+++ Data provided

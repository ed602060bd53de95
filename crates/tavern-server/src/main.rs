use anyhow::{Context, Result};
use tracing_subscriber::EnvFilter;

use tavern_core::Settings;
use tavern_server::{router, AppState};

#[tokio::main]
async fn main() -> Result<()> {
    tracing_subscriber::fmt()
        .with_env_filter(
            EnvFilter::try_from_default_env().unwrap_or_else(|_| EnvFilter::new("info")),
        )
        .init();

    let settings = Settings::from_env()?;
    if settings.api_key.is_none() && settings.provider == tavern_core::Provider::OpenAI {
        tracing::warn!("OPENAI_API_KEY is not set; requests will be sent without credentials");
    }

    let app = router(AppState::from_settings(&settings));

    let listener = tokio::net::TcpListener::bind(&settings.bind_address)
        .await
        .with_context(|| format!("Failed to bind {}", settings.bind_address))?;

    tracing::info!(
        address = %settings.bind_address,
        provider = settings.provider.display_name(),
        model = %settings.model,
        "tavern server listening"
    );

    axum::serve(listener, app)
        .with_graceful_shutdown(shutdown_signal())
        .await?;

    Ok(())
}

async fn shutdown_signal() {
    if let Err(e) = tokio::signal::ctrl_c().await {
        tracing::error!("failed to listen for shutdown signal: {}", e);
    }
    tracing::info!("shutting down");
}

++++++
+++ Data provided

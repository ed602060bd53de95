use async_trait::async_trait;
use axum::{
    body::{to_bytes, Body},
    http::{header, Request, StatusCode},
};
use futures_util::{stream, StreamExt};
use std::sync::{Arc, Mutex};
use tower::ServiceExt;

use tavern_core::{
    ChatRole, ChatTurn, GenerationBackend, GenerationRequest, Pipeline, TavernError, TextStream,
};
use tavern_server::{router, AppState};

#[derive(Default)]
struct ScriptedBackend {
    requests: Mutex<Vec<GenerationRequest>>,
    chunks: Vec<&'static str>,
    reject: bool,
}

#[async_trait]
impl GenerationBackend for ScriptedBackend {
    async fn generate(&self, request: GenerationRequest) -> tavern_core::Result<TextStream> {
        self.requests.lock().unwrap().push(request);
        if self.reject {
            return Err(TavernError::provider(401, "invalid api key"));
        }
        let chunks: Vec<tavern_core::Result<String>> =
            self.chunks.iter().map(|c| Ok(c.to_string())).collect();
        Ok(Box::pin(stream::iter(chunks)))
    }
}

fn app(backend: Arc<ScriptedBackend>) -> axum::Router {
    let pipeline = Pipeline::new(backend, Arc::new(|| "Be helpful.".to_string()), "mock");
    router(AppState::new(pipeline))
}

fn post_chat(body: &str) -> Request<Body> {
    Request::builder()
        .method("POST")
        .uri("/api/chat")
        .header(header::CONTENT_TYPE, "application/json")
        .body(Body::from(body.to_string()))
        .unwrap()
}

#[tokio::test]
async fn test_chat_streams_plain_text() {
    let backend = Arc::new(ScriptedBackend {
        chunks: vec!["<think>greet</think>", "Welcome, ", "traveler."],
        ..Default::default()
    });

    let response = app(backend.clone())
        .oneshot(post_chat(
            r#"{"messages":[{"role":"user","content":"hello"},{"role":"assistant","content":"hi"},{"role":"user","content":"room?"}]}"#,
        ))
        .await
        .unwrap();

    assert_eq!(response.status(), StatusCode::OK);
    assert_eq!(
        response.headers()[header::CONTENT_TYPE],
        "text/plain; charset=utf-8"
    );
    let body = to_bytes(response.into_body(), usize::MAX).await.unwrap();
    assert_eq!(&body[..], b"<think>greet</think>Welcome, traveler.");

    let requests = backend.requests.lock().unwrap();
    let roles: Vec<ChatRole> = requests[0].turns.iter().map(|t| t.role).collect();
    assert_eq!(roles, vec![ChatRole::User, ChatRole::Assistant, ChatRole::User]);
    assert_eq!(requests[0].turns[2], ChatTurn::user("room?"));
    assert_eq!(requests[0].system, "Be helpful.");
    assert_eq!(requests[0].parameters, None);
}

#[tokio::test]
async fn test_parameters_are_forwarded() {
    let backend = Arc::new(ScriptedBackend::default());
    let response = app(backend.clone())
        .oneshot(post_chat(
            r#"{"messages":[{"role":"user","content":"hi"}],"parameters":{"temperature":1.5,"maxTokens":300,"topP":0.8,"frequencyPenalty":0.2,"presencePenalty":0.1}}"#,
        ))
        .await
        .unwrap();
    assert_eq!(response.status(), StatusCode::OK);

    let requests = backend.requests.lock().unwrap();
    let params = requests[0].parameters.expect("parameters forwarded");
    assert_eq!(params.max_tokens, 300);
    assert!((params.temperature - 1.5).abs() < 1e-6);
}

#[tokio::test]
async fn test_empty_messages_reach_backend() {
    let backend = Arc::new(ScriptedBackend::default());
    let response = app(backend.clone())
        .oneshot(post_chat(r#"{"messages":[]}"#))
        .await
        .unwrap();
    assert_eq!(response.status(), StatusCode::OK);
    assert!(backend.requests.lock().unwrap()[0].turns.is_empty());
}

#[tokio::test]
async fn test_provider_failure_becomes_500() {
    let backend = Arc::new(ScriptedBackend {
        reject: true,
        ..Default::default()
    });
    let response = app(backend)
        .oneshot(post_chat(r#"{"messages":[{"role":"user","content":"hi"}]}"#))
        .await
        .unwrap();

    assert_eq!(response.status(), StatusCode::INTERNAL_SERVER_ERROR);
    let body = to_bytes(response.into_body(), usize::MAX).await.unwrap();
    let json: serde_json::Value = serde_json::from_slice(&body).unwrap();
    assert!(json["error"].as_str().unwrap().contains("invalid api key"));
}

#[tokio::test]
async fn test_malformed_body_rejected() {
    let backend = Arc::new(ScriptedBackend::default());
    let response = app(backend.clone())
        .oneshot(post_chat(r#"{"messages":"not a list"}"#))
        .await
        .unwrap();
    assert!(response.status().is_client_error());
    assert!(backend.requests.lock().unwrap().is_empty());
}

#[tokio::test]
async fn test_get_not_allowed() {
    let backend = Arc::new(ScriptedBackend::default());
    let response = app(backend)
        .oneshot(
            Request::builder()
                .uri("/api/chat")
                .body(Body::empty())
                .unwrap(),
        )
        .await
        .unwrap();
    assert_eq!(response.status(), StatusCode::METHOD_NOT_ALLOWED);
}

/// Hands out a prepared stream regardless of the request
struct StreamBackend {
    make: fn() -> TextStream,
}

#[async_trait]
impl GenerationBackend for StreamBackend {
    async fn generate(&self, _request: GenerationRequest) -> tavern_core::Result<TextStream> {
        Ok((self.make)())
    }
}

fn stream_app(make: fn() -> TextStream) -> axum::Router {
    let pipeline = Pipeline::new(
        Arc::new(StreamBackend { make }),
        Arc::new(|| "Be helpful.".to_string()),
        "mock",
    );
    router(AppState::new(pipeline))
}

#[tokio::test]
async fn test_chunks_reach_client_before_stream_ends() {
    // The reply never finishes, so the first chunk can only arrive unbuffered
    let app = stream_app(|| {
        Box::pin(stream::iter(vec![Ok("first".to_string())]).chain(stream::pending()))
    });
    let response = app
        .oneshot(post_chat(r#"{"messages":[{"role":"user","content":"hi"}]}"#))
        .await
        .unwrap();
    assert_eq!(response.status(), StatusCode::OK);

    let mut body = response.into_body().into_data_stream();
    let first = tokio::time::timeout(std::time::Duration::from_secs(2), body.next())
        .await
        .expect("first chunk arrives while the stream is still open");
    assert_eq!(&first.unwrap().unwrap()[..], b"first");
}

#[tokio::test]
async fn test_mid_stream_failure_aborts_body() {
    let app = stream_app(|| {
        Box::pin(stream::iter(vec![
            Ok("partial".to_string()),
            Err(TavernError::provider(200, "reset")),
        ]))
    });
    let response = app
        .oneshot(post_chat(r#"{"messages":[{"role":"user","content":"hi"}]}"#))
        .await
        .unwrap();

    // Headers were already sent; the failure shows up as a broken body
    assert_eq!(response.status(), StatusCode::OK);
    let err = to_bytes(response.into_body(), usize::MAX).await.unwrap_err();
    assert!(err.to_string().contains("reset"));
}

++++++

## Task objective
Only a number is expected here: the tally of lines above that contain "invalid". Please write nothing more.

## Result of the task
2